** Record excerpts follows **

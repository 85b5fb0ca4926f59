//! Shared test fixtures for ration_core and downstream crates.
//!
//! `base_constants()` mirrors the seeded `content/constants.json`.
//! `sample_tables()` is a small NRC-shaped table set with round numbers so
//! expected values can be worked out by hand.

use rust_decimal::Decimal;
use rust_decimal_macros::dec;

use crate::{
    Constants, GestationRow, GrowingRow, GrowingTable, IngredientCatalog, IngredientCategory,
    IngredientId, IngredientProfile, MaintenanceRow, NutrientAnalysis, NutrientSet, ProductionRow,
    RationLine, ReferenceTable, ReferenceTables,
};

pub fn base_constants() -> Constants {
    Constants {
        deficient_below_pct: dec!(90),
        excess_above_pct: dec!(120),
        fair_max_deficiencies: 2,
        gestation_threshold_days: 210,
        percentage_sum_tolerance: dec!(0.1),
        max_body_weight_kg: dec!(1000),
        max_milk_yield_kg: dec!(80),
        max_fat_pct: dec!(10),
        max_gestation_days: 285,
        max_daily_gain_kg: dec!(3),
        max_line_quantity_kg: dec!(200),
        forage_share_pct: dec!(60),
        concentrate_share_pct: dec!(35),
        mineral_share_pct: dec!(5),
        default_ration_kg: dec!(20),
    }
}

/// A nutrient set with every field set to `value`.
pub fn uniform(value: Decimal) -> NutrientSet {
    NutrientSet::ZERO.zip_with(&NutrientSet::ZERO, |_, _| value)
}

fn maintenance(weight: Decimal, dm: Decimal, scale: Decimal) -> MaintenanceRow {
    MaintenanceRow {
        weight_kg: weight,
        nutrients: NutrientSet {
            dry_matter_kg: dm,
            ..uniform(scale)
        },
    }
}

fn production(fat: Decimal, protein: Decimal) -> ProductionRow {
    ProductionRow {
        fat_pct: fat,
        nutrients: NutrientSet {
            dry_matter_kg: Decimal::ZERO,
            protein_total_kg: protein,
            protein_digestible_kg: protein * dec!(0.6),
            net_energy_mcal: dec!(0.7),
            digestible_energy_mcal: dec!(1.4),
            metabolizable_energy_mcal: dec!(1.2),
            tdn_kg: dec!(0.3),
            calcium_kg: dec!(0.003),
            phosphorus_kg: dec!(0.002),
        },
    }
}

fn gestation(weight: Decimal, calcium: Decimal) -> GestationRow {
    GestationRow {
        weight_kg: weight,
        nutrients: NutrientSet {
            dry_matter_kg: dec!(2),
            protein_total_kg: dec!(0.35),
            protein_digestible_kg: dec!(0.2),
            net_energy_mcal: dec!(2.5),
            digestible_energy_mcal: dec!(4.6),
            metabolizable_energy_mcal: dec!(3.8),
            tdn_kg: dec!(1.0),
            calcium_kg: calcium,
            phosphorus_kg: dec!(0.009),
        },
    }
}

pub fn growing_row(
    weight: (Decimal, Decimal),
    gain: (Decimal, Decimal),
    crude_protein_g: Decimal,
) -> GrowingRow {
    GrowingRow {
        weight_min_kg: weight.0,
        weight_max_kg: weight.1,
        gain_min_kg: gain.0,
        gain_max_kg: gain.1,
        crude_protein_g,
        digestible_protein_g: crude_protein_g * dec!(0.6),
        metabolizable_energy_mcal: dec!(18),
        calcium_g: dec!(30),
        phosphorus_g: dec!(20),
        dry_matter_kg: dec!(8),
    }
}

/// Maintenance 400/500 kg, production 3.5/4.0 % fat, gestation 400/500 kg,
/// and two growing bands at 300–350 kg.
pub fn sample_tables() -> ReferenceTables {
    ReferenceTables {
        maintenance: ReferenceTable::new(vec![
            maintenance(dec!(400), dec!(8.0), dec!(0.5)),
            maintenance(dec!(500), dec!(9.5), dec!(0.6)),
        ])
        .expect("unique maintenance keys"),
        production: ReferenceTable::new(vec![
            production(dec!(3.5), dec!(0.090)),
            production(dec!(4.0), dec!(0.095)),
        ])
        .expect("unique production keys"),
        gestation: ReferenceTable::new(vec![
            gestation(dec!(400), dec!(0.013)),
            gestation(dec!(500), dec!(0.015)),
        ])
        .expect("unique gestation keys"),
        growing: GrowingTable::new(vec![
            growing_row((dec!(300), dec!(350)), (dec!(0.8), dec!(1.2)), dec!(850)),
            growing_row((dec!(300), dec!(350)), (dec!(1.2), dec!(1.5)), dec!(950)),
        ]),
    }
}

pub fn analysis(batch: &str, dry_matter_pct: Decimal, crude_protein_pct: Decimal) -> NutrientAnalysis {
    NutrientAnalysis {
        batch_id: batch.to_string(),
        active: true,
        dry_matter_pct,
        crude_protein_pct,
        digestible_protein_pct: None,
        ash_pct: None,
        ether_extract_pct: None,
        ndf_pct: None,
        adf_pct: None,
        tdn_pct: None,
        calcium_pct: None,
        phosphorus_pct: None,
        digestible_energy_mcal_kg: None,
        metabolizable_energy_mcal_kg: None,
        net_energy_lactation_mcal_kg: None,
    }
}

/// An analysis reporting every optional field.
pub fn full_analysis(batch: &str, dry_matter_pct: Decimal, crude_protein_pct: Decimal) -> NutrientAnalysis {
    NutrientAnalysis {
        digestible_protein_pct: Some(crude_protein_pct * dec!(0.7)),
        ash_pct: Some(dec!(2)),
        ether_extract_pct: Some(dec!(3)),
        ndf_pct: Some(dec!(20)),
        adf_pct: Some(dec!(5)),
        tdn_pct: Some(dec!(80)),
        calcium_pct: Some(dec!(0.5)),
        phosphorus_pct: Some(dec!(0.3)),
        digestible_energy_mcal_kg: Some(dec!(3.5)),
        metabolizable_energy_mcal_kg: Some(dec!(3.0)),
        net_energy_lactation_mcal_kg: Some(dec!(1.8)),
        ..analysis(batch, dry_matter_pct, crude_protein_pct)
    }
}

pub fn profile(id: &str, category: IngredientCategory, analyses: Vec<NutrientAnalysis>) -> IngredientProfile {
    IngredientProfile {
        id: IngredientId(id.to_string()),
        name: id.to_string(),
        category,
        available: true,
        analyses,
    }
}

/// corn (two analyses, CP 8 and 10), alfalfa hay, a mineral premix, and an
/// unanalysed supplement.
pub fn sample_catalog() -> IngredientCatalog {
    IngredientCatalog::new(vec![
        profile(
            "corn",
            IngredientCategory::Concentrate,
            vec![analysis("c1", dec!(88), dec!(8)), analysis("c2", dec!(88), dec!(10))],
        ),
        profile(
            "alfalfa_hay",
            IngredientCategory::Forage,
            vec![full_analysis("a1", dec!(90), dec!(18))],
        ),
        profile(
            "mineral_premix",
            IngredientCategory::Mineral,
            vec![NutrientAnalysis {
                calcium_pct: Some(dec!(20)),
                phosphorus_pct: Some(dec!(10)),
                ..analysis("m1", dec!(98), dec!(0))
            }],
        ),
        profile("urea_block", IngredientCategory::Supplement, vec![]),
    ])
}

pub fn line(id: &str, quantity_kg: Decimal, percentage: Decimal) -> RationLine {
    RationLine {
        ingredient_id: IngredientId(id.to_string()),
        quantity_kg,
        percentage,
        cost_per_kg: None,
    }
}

** End of Record excerpts **
** Record excerpts follows **

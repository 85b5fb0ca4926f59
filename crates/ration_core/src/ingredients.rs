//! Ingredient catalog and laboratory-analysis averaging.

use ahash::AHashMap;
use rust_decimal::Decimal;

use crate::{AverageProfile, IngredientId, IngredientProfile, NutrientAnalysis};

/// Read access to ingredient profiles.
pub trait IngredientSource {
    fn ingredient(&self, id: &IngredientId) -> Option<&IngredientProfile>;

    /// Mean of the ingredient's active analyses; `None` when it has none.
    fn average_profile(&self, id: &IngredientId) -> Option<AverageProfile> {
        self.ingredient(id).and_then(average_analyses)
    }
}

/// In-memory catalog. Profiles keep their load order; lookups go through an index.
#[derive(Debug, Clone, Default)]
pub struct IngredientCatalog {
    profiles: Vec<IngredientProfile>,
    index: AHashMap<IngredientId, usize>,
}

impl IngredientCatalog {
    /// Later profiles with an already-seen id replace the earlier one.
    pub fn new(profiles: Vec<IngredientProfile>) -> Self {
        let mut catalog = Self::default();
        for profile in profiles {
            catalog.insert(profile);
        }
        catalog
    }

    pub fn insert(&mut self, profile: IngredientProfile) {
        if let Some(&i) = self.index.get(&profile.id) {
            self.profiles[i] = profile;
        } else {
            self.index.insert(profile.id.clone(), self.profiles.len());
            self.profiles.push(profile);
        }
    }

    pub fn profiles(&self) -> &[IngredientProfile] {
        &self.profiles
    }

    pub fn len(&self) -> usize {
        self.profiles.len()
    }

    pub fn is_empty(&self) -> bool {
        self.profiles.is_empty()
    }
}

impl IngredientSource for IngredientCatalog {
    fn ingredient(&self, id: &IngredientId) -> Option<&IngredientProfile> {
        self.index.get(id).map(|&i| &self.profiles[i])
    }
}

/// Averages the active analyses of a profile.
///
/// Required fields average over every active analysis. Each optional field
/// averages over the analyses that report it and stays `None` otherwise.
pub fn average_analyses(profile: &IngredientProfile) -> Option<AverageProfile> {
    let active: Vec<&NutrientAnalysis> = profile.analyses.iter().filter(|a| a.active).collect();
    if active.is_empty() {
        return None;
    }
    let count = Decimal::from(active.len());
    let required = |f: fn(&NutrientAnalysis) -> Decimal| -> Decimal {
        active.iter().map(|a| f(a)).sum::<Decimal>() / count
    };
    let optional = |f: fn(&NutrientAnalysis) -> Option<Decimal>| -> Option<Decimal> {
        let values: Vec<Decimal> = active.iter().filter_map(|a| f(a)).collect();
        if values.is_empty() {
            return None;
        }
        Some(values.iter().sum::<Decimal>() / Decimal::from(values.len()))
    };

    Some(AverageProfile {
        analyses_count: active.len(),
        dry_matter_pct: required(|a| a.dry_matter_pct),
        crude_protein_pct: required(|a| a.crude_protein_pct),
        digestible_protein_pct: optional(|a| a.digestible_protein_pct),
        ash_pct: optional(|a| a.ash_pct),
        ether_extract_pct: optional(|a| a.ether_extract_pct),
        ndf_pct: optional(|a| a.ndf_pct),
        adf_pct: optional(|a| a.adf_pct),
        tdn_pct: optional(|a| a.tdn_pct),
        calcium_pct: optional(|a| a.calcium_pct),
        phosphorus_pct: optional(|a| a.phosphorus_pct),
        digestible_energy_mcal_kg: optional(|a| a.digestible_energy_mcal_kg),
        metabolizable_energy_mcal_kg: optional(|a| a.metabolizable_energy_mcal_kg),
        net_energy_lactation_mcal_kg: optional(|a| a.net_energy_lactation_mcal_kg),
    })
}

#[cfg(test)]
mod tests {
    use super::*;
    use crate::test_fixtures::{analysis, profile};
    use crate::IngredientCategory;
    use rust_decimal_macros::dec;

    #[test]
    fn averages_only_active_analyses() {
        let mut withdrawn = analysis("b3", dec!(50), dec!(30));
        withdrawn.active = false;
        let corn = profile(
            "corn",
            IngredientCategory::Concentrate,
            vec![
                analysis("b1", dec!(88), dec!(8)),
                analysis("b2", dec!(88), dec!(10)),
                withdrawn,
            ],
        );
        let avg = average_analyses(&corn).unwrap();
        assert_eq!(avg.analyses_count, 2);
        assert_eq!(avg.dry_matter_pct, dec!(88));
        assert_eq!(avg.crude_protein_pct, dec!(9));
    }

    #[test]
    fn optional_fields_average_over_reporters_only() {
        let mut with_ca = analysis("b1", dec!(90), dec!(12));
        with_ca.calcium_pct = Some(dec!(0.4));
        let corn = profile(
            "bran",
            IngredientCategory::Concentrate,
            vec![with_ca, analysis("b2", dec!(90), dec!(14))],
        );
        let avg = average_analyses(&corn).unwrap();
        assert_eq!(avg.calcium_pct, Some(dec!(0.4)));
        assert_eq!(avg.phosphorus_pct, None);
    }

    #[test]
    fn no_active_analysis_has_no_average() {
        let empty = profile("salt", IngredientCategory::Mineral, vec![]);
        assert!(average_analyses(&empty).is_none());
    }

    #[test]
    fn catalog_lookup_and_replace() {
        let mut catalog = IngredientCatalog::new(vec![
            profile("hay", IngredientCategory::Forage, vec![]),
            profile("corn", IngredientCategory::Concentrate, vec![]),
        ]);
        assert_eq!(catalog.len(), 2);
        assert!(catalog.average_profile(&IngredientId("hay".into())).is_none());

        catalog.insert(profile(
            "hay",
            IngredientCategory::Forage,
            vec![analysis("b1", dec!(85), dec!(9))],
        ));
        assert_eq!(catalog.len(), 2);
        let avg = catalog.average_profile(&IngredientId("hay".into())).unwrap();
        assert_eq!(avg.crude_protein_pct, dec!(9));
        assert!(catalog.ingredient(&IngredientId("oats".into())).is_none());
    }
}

** End of Record excerpts **

Work item
Check every line above for the string "AverageProfile", and copy the ones that have it.

Written answer
use crate::{AverageProfile, IngredientId, IngredientProfile, NutrientAnalysis};
    fn average_profile(&self, id: &IngredientId) -> Option<AverageProfile> {
pub fn average_analyses(profile: &IngredientProfile) -> Option<AverageProfile> {
    Some(AverageProfile {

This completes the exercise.